The ashigaru bowed politely, "So sorry, sir, there was no one else here."

"I distinctly saw him rush in here--he was carrying swords." He turned to his men.

"Who saw him?" They stared back at him uneasily and shook their heads. His face reddened. "Search the shop at once!" The search was thorough and produced only the shoya's family and servants who knelt and bowed and stayed kneeling. They denied seeing anyone. A moment of silence then Tyrer and McFay were dumbfounded to see the officer suddenly lose his temper and begin raving at them.

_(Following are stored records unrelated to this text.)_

//! Deterministic synthetic payload shared by the writer and the reader.
//!
//! The value at `(step, global_index)` depends only on the global array
//! length, so a reader started independently of the writer can check every
//! element it gets back.

use crate::partition::Partition;

/// Modulus applied to every generated value (`2^31 - 1`).
pub const MODULUS: u64 = i32::MAX as u64;

/// Value stored at `global_index` of the global array in step `step`.
///
/// Computes `(global_len * step + global_index) mod (2^31 - 1)` without
/// intermediate overflow.
pub fn value_at(global_len: u64, step: u32, global_index: u64) -> i32 {
    let scaled = (global_len % MODULUS) * (u64::from(step) % MODULUS) % MODULUS;
    ((scaled + global_index % MODULUS) % MODULUS) as i32
}

/// Fill `buf` with this rank's block for `step`, reusing its allocation.
pub fn fill_step(global_len: u64, step: u32, part: &Partition, buf: &mut Vec<i32>) {
    buf.clear();
    buf.extend((part.offset..part.end()).map(|i| value_at(global_len, step, i)));
}

/// One element that came back different from what the writer produced.
#[derive(Debug, Clone, Copy, PartialEq, Eq)]
pub struct Mismatch {
    pub step: u32,
    pub local_index: u64,
    pub global_index: u64,
    pub observed: i32,
    pub expected: i32,
}

/// Outcome of checking one step of one rank's block.
#[derive(Debug, Clone, PartialEq, Eq)]
pub struct StepVerdict {
    pub step: u32,
    pub mismatches: Vec<Mismatch>,
}

impl StepVerdict {
    pub fn passed(&self) -> bool {
        self.mismatches.is_empty()
    }
}

/// Check one step's worth of data for this rank's block.
pub fn verify_step(global_len: u64, step: u32, part: &Partition, data: &[i32]) -> StepVerdict {
    let mismatches = data
        .iter()
        .zip(part.offset..part.end())
        .enumerate()
        .filter_map(|(local, (&observed, global))| {
            let expected = value_at(global_len, step, global);
            (observed != expected).then_some(Mismatch {
                step,
                local_index: local as u64,
                global_index: global,
                observed,
                expected,
            })
        })
        .collect();

    StepVerdict { step, mismatches }
}

/// Check a `[step][local_index]` buffer covering `step_count` steps.
///
/// Every step is checked even after a failing one.
pub fn verify_all(
    global_len: u64,
    step_count: u32,
    part: &Partition,
    data: &[i32],
) -> Vec<StepVerdict> {
    let per_step = part.count as usize;
    (0..step_count)
        .map(|step| {
            let start = step as usize * per_step;
            let chunk = data.get(start..start + per_step).unwrap_or(&[]);
            let mut verdict = verify_step(global_len, step, part, chunk);
            // A short buffer is reported against the first missing element.
            if chunk.len() < per_step {
                verdict.mismatches.push(Mismatch {
                    step,
                    local_index: chunk.len() as u64,
                    global_index: part.offset + chunk.len() as u64,
                    observed: 0,
                    expected: value_at(global_len, step, part.offset + chunk.len() as u64),
                });
            }
            verdict
        })
        .collect()
}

Stoically the ashigaru and all the soldiers stood at attention, rigid, the villagers on their knees, heads to the ground, trembling under the tongue-lashing. Without warning he stepped up to the ashigaru and belted him backhanded around the face.

The man stayed as impassive as he could under the flurry of blows and invective. At the officer's shrieked command the shoya was instantly on his feet and stood unflinchingly while the frenzied man beat him as cruelly around the face, the women and children trying not to wince at every blow, yet motionless.

As suddenly as the beatings had begun they stopped. Both men bowed deeply, their faces now welted. Again the shoya knelt. Formally the officer bowed back, all traces of the tirade gone. His men formed up and he led them towards the North Gate as though nothing untoward had happened.

Tyrer and McFay stared after them blankly. In a moment, when it was correct to do so, the shoya got up, the women and children went into the house, and he began to supervise the repair to the wall.

Village activity in the street picked up.

"What the devil was all that about?" McFay said.

"I don't know." Tyrer said, both of them shocked at the brutality and its impassive acceptance. "I only caught a word here and a word there--think it was to do with Nakama, I think they all said he'd never been there."

"That's impossible--I know he was inside that hut. I saw him myself." McFay mopped his brow. "Apart from that, why take all that from that bastard? He was a lunatic. And look at them now, acting as though nothing happened. Why?"

"I don't know--perhaps Nakama can explain."

Tyrer shuddered. "I'll tell you one thing, I'm damned if I'd like to be in their power. Ever."

"Hello, Angel, how are you?"

"Hello, darling, I'm, I'm much better, thank you." Angelique smiled wanly as Struan came in and shut the door. She was propped up by pillows in her bedroom in the French Legation, the late afternoon sun coming nicely through the window and the shadow of a guard now permanently stationed outside.

In the early hours of this morning when Struan had rushed--hobbled--to her side, she had resisted his entreaties to move, enough in command of herself to remember that she must stay here because tonight Andr`e Poncin would deliver the medicine that would deliver her from evil. No, not evil yes from evil, she had wanted to shout, Andr`e's going to deliver me from the evil I carry and from the evil I've done.